PROVIDED DATA:
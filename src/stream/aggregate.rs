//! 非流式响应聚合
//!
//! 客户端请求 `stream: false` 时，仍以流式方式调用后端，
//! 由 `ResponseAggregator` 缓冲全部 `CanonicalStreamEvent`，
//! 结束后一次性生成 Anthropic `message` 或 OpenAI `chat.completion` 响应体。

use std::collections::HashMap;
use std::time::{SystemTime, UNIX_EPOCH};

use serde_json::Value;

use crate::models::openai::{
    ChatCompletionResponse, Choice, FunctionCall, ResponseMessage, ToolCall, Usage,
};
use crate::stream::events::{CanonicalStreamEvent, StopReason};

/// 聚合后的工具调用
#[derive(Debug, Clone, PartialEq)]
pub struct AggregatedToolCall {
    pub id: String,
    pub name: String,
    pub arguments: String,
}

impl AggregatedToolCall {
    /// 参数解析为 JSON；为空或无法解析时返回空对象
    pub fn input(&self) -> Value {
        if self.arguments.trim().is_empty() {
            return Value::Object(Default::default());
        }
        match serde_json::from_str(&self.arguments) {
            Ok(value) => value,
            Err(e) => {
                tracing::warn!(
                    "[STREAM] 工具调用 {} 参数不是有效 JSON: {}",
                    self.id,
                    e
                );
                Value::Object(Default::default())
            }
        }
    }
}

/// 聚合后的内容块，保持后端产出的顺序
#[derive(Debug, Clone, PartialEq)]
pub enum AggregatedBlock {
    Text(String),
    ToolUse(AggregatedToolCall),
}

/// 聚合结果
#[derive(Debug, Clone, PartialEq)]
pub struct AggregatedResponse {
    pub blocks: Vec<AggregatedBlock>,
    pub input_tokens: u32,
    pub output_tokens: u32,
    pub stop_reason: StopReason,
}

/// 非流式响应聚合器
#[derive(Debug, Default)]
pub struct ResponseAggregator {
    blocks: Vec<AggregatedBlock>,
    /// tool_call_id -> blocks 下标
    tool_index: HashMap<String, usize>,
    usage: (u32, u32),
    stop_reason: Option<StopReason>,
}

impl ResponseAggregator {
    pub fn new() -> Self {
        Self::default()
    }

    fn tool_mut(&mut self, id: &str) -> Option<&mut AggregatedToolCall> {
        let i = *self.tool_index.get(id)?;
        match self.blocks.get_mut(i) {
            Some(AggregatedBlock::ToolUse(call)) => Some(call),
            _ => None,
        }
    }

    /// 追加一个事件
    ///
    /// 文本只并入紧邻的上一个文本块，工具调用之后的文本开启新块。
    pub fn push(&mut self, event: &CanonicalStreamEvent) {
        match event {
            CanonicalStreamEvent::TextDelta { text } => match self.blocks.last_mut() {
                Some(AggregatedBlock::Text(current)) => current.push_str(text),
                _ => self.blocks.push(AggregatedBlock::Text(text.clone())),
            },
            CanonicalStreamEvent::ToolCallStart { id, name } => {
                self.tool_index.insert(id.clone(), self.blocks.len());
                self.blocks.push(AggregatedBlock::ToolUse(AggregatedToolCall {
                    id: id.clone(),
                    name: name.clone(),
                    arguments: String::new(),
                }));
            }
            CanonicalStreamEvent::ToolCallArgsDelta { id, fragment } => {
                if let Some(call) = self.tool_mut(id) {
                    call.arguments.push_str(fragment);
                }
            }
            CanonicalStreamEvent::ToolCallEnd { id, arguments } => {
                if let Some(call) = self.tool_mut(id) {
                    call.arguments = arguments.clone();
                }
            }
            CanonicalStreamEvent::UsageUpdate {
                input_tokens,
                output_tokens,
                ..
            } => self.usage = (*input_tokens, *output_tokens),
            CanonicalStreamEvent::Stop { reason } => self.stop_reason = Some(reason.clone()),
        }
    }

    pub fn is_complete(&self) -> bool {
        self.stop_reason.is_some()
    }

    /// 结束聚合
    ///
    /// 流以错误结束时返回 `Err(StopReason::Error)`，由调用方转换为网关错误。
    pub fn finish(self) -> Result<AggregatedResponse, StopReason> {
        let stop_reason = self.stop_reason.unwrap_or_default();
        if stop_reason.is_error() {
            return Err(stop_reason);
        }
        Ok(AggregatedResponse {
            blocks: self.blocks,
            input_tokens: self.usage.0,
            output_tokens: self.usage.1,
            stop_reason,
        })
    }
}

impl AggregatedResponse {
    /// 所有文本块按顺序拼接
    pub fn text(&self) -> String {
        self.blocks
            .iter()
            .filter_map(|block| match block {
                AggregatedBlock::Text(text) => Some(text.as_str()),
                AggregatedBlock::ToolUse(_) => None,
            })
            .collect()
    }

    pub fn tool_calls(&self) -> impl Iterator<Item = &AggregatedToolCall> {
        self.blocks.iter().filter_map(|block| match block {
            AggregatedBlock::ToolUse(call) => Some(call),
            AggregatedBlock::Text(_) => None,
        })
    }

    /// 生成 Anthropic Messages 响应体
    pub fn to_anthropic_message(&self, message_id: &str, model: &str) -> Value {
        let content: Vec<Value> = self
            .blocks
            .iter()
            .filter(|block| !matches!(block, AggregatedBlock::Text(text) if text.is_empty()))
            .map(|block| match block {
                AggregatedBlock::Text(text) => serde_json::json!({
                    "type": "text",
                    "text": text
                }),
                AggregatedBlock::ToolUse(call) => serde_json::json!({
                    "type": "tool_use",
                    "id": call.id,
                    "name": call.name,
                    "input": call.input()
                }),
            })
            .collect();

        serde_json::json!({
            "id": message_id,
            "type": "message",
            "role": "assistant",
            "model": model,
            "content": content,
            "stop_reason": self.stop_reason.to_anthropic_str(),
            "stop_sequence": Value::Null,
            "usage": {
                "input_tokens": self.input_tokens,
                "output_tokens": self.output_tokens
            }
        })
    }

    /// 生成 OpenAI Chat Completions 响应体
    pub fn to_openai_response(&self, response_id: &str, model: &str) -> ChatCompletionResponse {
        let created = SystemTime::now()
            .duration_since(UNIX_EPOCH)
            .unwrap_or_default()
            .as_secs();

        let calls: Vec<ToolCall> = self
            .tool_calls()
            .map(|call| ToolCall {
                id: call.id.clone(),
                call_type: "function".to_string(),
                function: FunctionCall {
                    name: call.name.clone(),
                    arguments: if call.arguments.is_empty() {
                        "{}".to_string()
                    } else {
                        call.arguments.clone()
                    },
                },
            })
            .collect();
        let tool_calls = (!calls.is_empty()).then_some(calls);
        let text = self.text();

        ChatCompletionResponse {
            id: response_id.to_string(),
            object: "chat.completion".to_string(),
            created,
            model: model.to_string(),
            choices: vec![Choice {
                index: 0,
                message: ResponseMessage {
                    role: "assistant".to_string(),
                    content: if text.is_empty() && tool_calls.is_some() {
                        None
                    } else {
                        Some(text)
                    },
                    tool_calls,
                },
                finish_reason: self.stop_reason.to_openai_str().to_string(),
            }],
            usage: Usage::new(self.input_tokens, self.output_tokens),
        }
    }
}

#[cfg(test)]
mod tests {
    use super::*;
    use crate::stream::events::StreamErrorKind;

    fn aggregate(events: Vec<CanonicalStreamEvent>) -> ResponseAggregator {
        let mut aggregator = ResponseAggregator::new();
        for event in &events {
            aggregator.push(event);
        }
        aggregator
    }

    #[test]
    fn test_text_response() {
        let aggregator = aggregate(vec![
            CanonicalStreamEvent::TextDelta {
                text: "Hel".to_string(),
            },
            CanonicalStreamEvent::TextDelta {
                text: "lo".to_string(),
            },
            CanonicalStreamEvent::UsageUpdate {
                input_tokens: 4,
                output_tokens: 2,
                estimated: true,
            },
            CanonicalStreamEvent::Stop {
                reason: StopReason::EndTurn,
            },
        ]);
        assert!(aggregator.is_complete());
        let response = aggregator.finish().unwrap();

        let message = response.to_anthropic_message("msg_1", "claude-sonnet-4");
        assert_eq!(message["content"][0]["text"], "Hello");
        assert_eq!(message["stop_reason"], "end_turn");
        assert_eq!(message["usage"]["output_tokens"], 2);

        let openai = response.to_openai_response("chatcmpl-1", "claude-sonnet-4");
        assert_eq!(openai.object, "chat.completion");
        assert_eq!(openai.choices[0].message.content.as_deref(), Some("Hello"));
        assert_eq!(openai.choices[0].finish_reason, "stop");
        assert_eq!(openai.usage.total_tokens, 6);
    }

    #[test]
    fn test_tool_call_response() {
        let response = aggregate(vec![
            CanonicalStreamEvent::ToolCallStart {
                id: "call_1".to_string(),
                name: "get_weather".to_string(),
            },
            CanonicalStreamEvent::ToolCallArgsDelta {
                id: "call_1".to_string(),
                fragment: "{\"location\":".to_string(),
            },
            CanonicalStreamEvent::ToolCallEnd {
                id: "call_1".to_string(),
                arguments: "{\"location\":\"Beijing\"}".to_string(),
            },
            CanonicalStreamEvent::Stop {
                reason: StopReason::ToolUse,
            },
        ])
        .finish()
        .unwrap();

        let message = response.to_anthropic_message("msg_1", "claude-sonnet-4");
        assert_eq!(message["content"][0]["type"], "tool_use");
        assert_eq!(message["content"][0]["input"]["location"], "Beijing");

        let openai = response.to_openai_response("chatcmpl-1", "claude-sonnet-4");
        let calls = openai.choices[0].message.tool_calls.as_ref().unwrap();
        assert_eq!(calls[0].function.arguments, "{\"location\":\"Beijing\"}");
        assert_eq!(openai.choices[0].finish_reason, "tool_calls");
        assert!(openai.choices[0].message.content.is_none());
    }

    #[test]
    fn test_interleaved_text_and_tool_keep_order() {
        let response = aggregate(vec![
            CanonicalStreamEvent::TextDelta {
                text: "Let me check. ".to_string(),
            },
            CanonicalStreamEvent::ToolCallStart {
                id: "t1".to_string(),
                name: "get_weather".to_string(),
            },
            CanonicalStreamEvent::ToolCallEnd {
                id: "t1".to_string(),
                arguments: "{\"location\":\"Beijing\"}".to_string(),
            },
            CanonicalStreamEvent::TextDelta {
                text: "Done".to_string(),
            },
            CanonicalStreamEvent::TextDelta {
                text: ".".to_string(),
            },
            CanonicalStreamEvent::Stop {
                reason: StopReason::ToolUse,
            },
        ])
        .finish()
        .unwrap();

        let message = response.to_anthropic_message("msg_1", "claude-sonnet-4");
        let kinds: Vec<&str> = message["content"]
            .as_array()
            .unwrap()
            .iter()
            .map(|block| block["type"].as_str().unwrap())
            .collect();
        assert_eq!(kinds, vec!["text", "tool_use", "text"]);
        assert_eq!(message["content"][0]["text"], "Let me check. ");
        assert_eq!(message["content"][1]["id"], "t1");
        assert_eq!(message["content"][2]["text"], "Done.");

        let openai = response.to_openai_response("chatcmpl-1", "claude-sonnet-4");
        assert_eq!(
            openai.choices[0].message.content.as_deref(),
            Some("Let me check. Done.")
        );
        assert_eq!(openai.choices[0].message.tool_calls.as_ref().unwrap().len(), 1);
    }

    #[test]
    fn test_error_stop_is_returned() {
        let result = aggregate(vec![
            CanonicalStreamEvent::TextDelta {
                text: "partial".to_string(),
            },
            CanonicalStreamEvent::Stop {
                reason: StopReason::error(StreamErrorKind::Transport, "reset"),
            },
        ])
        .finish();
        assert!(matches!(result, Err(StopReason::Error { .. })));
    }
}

--

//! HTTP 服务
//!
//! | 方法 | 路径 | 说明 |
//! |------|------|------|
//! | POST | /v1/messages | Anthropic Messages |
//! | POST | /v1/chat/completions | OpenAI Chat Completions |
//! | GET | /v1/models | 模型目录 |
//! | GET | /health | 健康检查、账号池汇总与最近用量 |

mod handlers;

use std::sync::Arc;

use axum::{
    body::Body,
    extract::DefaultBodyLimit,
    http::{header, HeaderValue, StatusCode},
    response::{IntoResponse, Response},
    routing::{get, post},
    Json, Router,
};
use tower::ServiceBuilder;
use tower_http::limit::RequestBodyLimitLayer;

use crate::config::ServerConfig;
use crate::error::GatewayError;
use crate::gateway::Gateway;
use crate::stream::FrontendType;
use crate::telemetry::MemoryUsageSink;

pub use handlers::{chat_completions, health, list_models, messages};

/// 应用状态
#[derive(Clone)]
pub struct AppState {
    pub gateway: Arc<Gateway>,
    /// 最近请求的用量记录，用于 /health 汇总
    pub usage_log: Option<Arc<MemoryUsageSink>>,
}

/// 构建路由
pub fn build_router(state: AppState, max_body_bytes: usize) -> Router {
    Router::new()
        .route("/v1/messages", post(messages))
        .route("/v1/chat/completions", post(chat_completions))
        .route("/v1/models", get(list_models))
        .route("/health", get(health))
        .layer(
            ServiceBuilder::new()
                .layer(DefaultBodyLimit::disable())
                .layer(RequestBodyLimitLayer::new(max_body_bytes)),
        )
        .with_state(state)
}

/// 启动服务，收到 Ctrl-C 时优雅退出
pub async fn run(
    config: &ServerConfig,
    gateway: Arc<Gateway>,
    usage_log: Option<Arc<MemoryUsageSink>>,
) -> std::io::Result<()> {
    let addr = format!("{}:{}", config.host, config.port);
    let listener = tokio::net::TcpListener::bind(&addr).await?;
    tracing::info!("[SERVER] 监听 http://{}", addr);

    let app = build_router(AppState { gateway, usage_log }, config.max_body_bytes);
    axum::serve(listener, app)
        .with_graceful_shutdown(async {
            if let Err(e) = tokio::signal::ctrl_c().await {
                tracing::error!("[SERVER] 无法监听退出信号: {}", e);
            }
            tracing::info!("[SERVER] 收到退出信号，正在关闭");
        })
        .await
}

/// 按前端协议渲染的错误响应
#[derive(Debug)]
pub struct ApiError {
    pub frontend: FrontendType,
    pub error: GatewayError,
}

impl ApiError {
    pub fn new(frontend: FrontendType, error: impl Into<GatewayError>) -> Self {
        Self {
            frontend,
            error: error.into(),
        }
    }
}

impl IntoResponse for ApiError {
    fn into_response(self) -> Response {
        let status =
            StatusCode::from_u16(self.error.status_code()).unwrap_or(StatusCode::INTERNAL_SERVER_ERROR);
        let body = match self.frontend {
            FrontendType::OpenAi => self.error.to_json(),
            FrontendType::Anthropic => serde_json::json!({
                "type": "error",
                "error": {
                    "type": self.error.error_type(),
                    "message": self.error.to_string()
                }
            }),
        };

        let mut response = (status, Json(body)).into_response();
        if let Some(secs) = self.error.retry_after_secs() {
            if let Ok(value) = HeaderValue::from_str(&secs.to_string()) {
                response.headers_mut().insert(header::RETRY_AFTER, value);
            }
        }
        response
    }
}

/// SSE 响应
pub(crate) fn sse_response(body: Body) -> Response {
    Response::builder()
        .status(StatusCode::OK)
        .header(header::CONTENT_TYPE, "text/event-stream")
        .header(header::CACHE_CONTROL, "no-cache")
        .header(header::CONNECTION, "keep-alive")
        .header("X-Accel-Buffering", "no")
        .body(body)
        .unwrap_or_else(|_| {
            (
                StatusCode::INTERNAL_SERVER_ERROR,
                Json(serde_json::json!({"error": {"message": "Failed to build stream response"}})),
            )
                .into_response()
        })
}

==

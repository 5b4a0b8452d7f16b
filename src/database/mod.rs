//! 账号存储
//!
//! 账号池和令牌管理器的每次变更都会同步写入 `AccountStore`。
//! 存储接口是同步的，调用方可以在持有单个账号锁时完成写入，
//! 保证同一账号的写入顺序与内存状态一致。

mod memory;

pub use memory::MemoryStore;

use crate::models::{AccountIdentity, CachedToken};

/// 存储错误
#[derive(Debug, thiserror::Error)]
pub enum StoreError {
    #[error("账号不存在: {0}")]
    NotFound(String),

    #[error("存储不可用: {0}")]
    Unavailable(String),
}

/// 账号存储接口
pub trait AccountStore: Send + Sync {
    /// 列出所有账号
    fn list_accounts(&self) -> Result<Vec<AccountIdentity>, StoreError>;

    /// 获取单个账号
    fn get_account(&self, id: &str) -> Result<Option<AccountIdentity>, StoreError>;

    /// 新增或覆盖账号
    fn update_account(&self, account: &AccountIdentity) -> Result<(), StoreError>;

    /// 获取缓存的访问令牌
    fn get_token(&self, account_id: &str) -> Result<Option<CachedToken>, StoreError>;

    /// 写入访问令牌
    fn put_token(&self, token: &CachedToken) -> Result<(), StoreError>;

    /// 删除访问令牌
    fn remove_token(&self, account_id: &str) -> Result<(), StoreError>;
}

WORK TO BE COMPLETED:
Using the listing above, list every line in which the string "FunctionCall" occurs.

EXERCISE ANSWER:
    ChatCompletionResponse, Choice, FunctionCall, ResponseMessage, ToolCall, Usage,
                function: FunctionCall {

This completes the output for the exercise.